Because fruit is sporadic and seasonal, an overfeeding response upon discovering a berry bush would have triggered our hunter-gatherer ancestors to eat as much as possible to store energy for later.

This predisposition for sweetness, even after consuming a decent amount of calories, may explain why we seem to grow a “second stomach” when it comes to dessert. We may turn up our noses at the last brussel sprouts on the plate, but when the chocolate cake arrives, it’s easy to fit a few bites in.

Effects of Added Sugar on Caloric Intake

Researchers have found sugar intake is associated with greater odds of obesity and greater waist size, stating “considering the rapid weight gain the that occurs after an increased intake of sugars, it seems reasonable to advise people to cut down.”

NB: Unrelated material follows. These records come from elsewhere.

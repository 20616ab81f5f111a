//! Expression semantics as seen through `filter`, `derive` and `validate`.

use tranfi_exec::{Channel, Pipeline};
use tranfi_planner::{compile, to_sql};

fn mk_run(dsl: &str, input: &str) -> String {
    let plan = compile(dsl).expect("compile");
    let mut p = Pipeline::new(&plan).expect("pipeline");
    p.push(input.as_bytes()).expect("push");
    p.finish().expect("finish");
    String::from_utf8(p.drain(Channel::Main).expect("main")).expect("utf8")
}

#[test]
fn test_arithmetic_and_promotion() {
    let out = mk_run(
        r#"csv | derive "total=price * qty" "ratio=price / qty" | csv"#,
        "price,qty\n2,3\n1.5,2\n7,0\n",
    );
    assert_eq!(
        out,
        "price,qty,total,ratio\n2,3,6,0.6666666666666666\n1.5,2,3,0.75\n7,0,0,\n"
    );
}

#[test]
fn test_unquoted_derive_expression_spans_tokens() {
    let out = mk_run("csv | derive total=a + b | csv", "a,b\n1,2\n");
    assert_eq!(out, "a,b,total\n1,2,3\n");
}

#[test]
fn test_null_comparisons() {
    let input_with_null = "x,y\n1,a\n,b\n2,c\n";
    assert_eq!(
        mk_run("csv | filter \"x == 1\" | csv", input_with_null),
        "x,y\n1,a\n"
    );
    assert_eq!(
        mk_run("csv | filter \"x != 1\" | csv", input_with_null),
        "x,y\n,b\n2,c\n"
    );
    assert_eq!(
        mk_run("csv | filter \"x < 5\" | csv", input_with_null),
        "x,y\n1,a\n2,c\n"
    );
}

#[test]
fn test_dates_and_strings() {
    let input = "name,joined\nAlice,2024-03-01\nBob,2023-12-31\n";
    assert_eq!(
        mk_run("csv | filter \"joined > '2024-01-01'\" | csv", input),
        "name,joined\nAlice,2024-03-01\n"
    );
    assert_eq!(
        mk_run(
            r#"csv | derive "tag=concat(upper(left(name, 1)), '-', len(name))" | select tag | csv"#,
            input
        ),
        "tag\nA-5\nB-3\n"
    );
}

#[test]
fn test_functions_and_boolean_logic() {
    let input = "s,n\n  hi  ,-4\nyo,9\n";
    let out = mk_run(
        r#"csv | derive "t=trim(s)" "a=abs(n)" "big=if(n > 5 and not starts_with(s, 'x'), 'y', 'n')" | select t,a,big | csv"#,
        input,
    );
    assert_eq!(out, "t,a,big\nhi,4,n\nyo,9,y\n");
}

#[test]
fn test_validate_marks_rows() {
    let out = mk_run("csv | validate \"age >= 18\" | csv", "age\n20\n15\n");
    assert_eq!(out, "age,_valid\n20,true\n15,false\n");
}

#[test]
fn test_null_rows_agree_between_engine_and_sql() {
    // Engine keeps the Null row for `!=` and for `not` of a Null comparison;
    // the SQL pins both to the same two-valued result.
    let input = "x,y\n1,a\n,b\n7,c\n";
    let ne = "csv | filter \"x != 1\" | csv";
    assert_eq!(mk_run(ne, input), "x,y\n,b\n7,c\n");
    let sql = to_sql(&compile(ne).expect("compile")).expect("sql");
    assert!(sql.contains("WHERE coalesce((\"x\" <> 1), TRUE)"), "{sql}");

    let not = "csv | filter \"not (x > 5)\" | csv";
    assert_eq!(mk_run(not, input), "x,y\n1,a\n,b\n");
    let sql = to_sql(&compile(not).expect("compile")).expect("sql");
    assert!(sql.contains("WHERE (NOT coalesce((\"x\" > 5), FALSE))"), "{sql}");
}

#[test]
fn test_extreme_integer_arguments() {
    assert_eq!(
        mk_run("csv | derive \"x=substr(name, 1, 9223372036854775807)\" | csv", "name\nAlice\n"),
        "name,x\nAlice,lice\n"
    );
    assert_eq!(
        mk_run("csv | derive \"p=pad_left(name, 1000000000000)\" | csv", "name\nAl\n"),
        "name,p\nAl,\n"
    );
    assert_eq!(
        mk_run("csv | derive \"m=-9223372036854775808\" \"n=-m\" | csv", "a\n1\n"),
        "a,m,n\n1,-9223372036854775808,\n"
    );
}
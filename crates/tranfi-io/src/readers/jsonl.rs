//! JSON Lines decoder. Key order of each object becomes column order.

use std::fmt;

use serde::de::{Deserialize, Deserializer, MapAccess, Visitor};
use tranfi_core::error::RowError;
use tranfi_core::row::Row;
use tranfi_core::value::Value;

use crate::codec::{Decoder, LineSplitter};
use crate::error::Result;

const OP: &str = "codec.jsonl.decode";

pub struct JsonlDecoder {
    lines: LineSplitter,
    batch_size: Option<usize>,
    line_no: u64,
}

impl JsonlDecoder {
    pub fn new(batch_size: Option<usize>) -> Self {
        Self {
            lines: LineSplitter::default(),
            batch_size,
            line_no: 0,
        }
    }
}

fn decode_line(line: &[u8], line_no: u64, out: &mut Vec<Row>, errors: &mut Vec<RowError>) {
    if line.iter().all(u8::is_ascii_whitespace) {
        return;
    }
    match serde_json::from_slice::<Object>(line) {
        Ok(obj) => out.push(obj.0),
        Err(e) => errors.push(RowError::new(OP, format!("invalid JSON line: {e}")).at_row(line_no)),
    }
}

impl Decoder for JsonlDecoder {
    fn name(&self) -> &'static str {
        OP
    }

    fn push(&mut self, bytes: &[u8], out: &mut Vec<Row>, errors: &mut Vec<RowError>) -> Result<()> {
        let line_no = &mut self.line_no;
        self.lines.push(bytes, |line| {
            *line_no += 1;
            decode_line(line, *line_no, out, errors);
        });
        Ok(())
    }

    fn flush(&mut self, out: &mut Vec<Row>, errors: &mut Vec<RowError>) -> Result<()> {
        let line_no = &mut self.line_no;
        self.lines.flush(|line| {
            *line_no += 1;
            decode_line(line, *line_no, out, errors);
        });
        Ok(())
    }

    fn batch_size(&self) -> Option<usize> {
        self.batch_size
    }
}

/// A top-level JSON object read straight into a `Row`, in document order.
struct Object(Row);

impl<'de> Deserialize<'de> for Object {
    fn deserialize<D: Deserializer<'de>>(d: D) -> std::result::Result<Self, D::Error> {
        d.deserialize_map(ObjectVisitor)
    }
}

struct ObjectVisitor;

impl<'de> Visitor<'de> for ObjectVisitor {
    type Value = Object;

    fn expecting(&self, f: &mut fmt::Formatter<'_>) -> fmt::Result {
        f.write_str("a JSON object")
    }

    fn visit_map<A: MapAccess<'de>>(self, mut map: A) -> std::result::Result<Object, A::Error> {
        let mut row = Row::with_capacity(map.size_hint().unwrap_or(8));
        while let Some((key, value)) = map.next_entry::<String, serde_json::Value>()? {
            row.set(key, Value::from_json(&value));
        }
        Ok(Object(row))
    }
}
//! Streaming equal-width histogram.
//!
//! Values are buffered until `BUFFER_LIMIT`, so small inputs get exact bins
//! over their true range. After that the bins are fixed and the range grows by
//! merging adjacent bin pairs (doubling the width) whenever a value falls
//! outside it.

use tranfi_core::value::Value;

pub const BINS: usize = 32;
const BUFFER_LIMIT: usize = 4096;

#[derive(Debug, Clone, Default)]
pub struct Histogram {
    buffer: Vec<f64>,
    bins: Option<Bins>,
}

#[derive(Debug, Clone)]
struct Bins {
    lo: f64,
    width: f64,
    counts: [u64; BINS],
}

impl Bins {
    fn over(values: &[f64]) -> Option<Self> {
        let (lo, hi) = min_max(values)?;
        let span = hi - lo;
        let width = if span > 0.0 { span / BINS as f64 } else { 1.0 / BINS as f64 };
        let mut bins = Self {
            lo,
            width,
            counts: [0; BINS],
        };
        for &x in values {
            bins.place(x);
        }
        Some(bins)
    }

    fn hi(&self) -> f64 {
        self.lo + self.width * BINS as f64
    }

    fn add(&mut self, x: f64) {
        while x < self.lo {
            self.grow_down();
        }
        // The top edge is inclusive for the value that set it.
        while x > self.hi() {
            self.grow_up();
        }
        self.place(x);
    }

    fn place(&mut self, x: f64) {
        let idx = ((x - self.lo) / self.width) as usize;
        self.counts[idx.min(BINS - 1)] += 1;
    }

    fn merged(&self) -> [u64; BINS / 2] {
        let mut half = [0; BINS / 2];
        for (i, slot) in half.iter_mut().enumerate() {
            *slot = self.counts[2 * i] + self.counts[2 * i + 1];
        }
        half
    }

    fn grow_up(&mut self) {
        let half = self.merged();
        self.counts = [0; BINS];
        self.counts[..BINS / 2].copy_from_slice(&half);
        self.width *= 2.0;
    }

    fn grow_down(&mut self) {
        let half = self.merged();
        let span = self.width * BINS as f64;
        self.counts = [0; BINS];
        self.counts[BINS / 2..].copy_from_slice(&half);
        self.lo -= span;
        self.width *= 2.0;
    }
}

fn min_max(values: &[f64]) -> Option<(f64, f64)> {
    values.iter().fold(None, |acc, &x| match acc {
        None => Some((x, x)),
        Some((lo, hi)) => Some((lo.min(x), hi.max(x))),
    })
}

impl Histogram {
    pub fn push(&mut self, x: f64) {
        if !x.is_finite() {
            return;
        }
        if let Some(bins) = &mut self.bins {
            bins.add(x);
            return;
        }
        self.buffer.push(x);
        if self.buffer.len() >= BUFFER_LIMIT {
            self.bins = Bins::over(&self.buffer);
            self.buffer = Vec::new();
        }
    }

    /// `lo:hi:c1;c2;...;c32`, or `None` when nothing numeric was seen.
    pub fn encode(&self) -> Option<String> {
        let (lo, hi, counts) = match &self.bins {
            Some(b) => (b.lo, b.hi(), b.counts),
            None => {
                let (lo, hi) = min_max(&self.buffer)?;
                (lo, hi, Bins::over(&self.buffer)?.counts)
            }
        };
        let counts: Vec<String> = counts.iter().map(u64::to_string).collect();
        Some(format!(
            "{}:{}:{}",
            Value::Float(lo).to_text(),
            Value::Float(hi).to_text(),
            counts.join(";")
        ))
    }
}
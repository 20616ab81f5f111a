//! Built-in named pipelines.

use std::collections::HashMap;

use once_cell::sync::Lazy;
use serde::Serialize;

#[derive(Debug, Clone, Copy, PartialEq, Eq, Serialize)]
pub struct Recipe {
    pub name: &'static str,
    pub dsl: &'static str,
    pub description: &'static str,
}

const fn recipe(name: &'static str, dsl: &'static str, description: &'static str) -> Recipe {
    Recipe {
        name,
        dsl,
        description,
    }
}

static RECIPES: &[Recipe] = &[
    recipe(
        "profile",
        "csv | stats count,sum,avg,min,max,var,stddev,median,p25,p75,skewness,kurtosis,distinct,hist,sample | csv",
        "Full data profiling (all statistics per column)",
    ),
    recipe("preview", "csv | head 10 | csv", "Quick preview of first 10 rows"),
    recipe("schema", "csv | head 0 | csv", "Show column names only"),
    recipe(
        "summary",
        "csv | stats count,min,max,avg,stddev | csv",
        "Summary statistics",
    ),
    recipe("count", "csv | stats count | csv", "Row count per column"),
    recipe(
        "cardinality",
        "csv | stats count,distinct | csv",
        "Unique value counts per column",
    ),
    recipe(
        "distro",
        "csv | stats min,p25,median,p75,max | csv",
        "Five-number summary (quartiles)",
    ),
    recipe("freq", "csv | frequency | csv", "Value frequency distribution"),
    recipe("dedup", "csv | dedup | csv", "Remove duplicate rows"),
    recipe("clean", "csv | trim | csv", "Trim whitespace from all columns"),
    recipe("sample", "csv | sample 100 | csv", "Random sample of 100 rows"),
    recipe("head", "csv | head 20 | csv", "First 20 rows"),
    recipe("tail", "csv | tail 20 | csv", "Last 20 rows"),
    recipe("csv2json", "csv | jsonl", "Convert CSV to JSONL"),
    recipe("json2csv", "jsonl | csv", "Convert JSONL to CSV"),
    recipe("tsv2csv", r#"csv delimiter="\t" | csv"#, "Convert TSV to CSV"),
    recipe("csv2tsv", r#"csv | csv delimiter="\t""#, "Convert CSV to TSV"),
    recipe("look", "csv | table", "Pretty-print as Markdown table"),
    recipe("histogram", "csv | stats hist | csv", "Distribution histograms"),
    recipe("hash", "csv | hash | csv", "Add row hash column for change detection"),
    recipe("samples", "csv | stats sample | csv", "Show sample values per column"),
];

static BY_NAME: Lazy<HashMap<String, usize>> = Lazy::new(|| {
    RECIPES
        .iter()
        .enumerate()
        .map(|(i, r)| (r.name.to_ascii_lowercase(), i))
        .collect()
});

pub fn recipes() -> &'static [Recipe] {
    RECIPES
}

pub fn recipe_count() -> usize {
    RECIPES.len()
}

pub fn recipe_by_index(i: usize) -> Option<&'static Recipe> {
    RECIPES.get(i)
}

/// Case-insensitive.
pub fn recipe_by_name(name: &str) -> Option<&'static Recipe> {
    BY_NAME
        .get(&name.to_ascii_lowercase())
        .and_then(|&i| RECIPES.get(i))
}

#[cfg(test)]
mod tests {
    use super::*;
    use crate::dsl::compile_dsl;

    #[test]
    fn lookup() {
        assert_eq!(recipe_count(), 21);
        assert_eq!(recipe_by_index(0).map(|r| r.name), Some("profile"));
        assert!(recipe_by_index(21).is_none());
        assert_eq!(recipe_by_name("CSV2JSON").map(|r| r.dsl), Some("csv | jsonl"));
        assert!(recipe_by_name("nope").is_none());
    }

    #[test]
    fn every_recipe_compiles() {
        for r in recipes() {
            compile_dsl(r.dsl).unwrap_or_else(|e| panic!("recipe {}: {e}", r.name));
        }
    }
}
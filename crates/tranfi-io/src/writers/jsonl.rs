use tranfi_core::row::Row;

use crate::codec::Encoder;
use crate::error::Result;

/// One JSON object per row, keys in row order.
#[derive(Debug, Default)]
pub struct JsonlEncoder;

impl JsonlEncoder {
    pub fn new() -> Self {
        Self
    }
}

/// Append `row` as a single JSON object line. Non-finite floats are `null`.
pub fn row_to_json_line(row: &Row, out: &mut Vec<u8>) -> Result<()> {
    out.push(b'{');
    for (i, (name, value)) in row.iter().enumerate() {
        if i > 0 {
            out.push(b',');
        }
        serde_json::to_writer(&mut *out, name)?;
        out.push(b':');
        serde_json::to_writer(&mut *out, &value.to_json())?;
    }
    out.extend_from_slice(b"}\n");
    Ok(())
}

impl Encoder for JsonlEncoder {
    fn name(&self) -> &'static str {
        "codec.jsonl.encode"
    }

    fn write_rows(&mut self, rows: &[Row], out: &mut Vec<u8>) -> Result<()> {
        for row in rows {
            row_to_json_line(row, out)?;
        }
        Ok(())
    }

    fn finish(&mut self, _out: &mut Vec<u8>) -> Result<()> {
        Ok(())
    }
}

#[cfg(test)]
mod tests {
    use super::*;
    use tranfi_core::value::Value;

    #[test]
    fn encodes_in_row_order() {
        let row = Row::from_iter([
            ("z", Value::Int(1)),
            ("a", Value::Float(f64::NAN)),
            ("s", Value::from("q\"x")),
            ("d", Value::infer("2024-03-01")),
            ("n", Value::Null),
        ]);
        let mut out = Vec::new();
        JsonlEncoder::new().write_rows(&[row], &mut out).expect("write");
        assert_eq!(
            String::from_utf8(out).expect("utf8"),
            "{\"z\":1,\"a\":null,\"s\":\"q\\\"x\",\"d\":\"2024-03-01\",\"n\":null}\n"
        );
    }
}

In recent years, much has been learned about this reinforcing effect of sugar and how it can promote overeating. We don’t just overeat on sugar because we like its taste.

Instead, innovations in brain scanning technology have shown the pleasure-generating reward circuitry in our brains overlaps with the neurocircuitry mediating the addictive properties of drugs like alcohol and opioids.

Sugar consumption has also been shown to inhibit anxiety-induced cortisol (stress hormone) secretion, helping to explain why many “comfort foods” are high in sugar and also why excessive sugar consumption may be such a difficult habit to break.

In other words, the brain has an addiction-like response to sugar consumption, becoming “hooked” on sugar and causing one to feel less stress when eating it.

Most of us tend to reach for a chocolate bar, iced soda, or even a cold pint of ice cream when we experience a stressful event like a breakup, traffic congestion, or work-day hassle.

This reaction makes sense, since consuming sugar will lower our cortisol levels. Knowing this, we can start to replace our intake of added sugar with other cortisol-lowering activities like a brisk walk, hot cup of tea, or brief meditation session.

Where to Go From Here

Tastebud Reset

It’s all about pressing the reset button. The average lifespan of a tastebud cell may only be about 250 hours. That means each of our tastebuds could get replaced every ten days or so.

These facts make sense because our tastebuds are constantly being assaulted by everything from burning hot liquids to normal everyday abrasion by our teeth, food, and the roofs of our mouths.

Though much of the change in taste perceptions is presumable higher up in our brains, it may be helpful to reflect that our tastebuds are basically reborn anew every few weeks, giving us another chance for a fresh start.

For those of us with a sweet tooth, a 14-Day Sugar-Free Challenge may be the answer.

Put people on a sugar-free challenge for two weeks, removing all added sugars and artificial sweeteners, and by the end of the trial, up to 95 percent said “sweet foods and drinks tasted sweeter or too sweet, and…said moving forward they would use less or even no sugar.”

To maximize your weight loss (and mental health and wellbeing), focus on engineering your diet to be low in added sugars.

  • Eat fresh fruit with naturally occurring sugars to curb cravings for artificial sweeteners and added sugars.
  • Take a walk, meditate, or sip some chamomile tea when feeling stressed, replacing stress-reducing, sugary foods with stress-reducing activities.
  • Try a 14-Day Sugar Free challenge to reset your system. Find a friend to join in the challenge and reward yourself with a spa day, or even a golf trip, at the end!

Main point: choose foods low in added sugars to boost your weight loss

Question to Ponder

When am I most likely to eat foods high in sugar or artificial sweeteners? During these times, what can I substitute for these foods?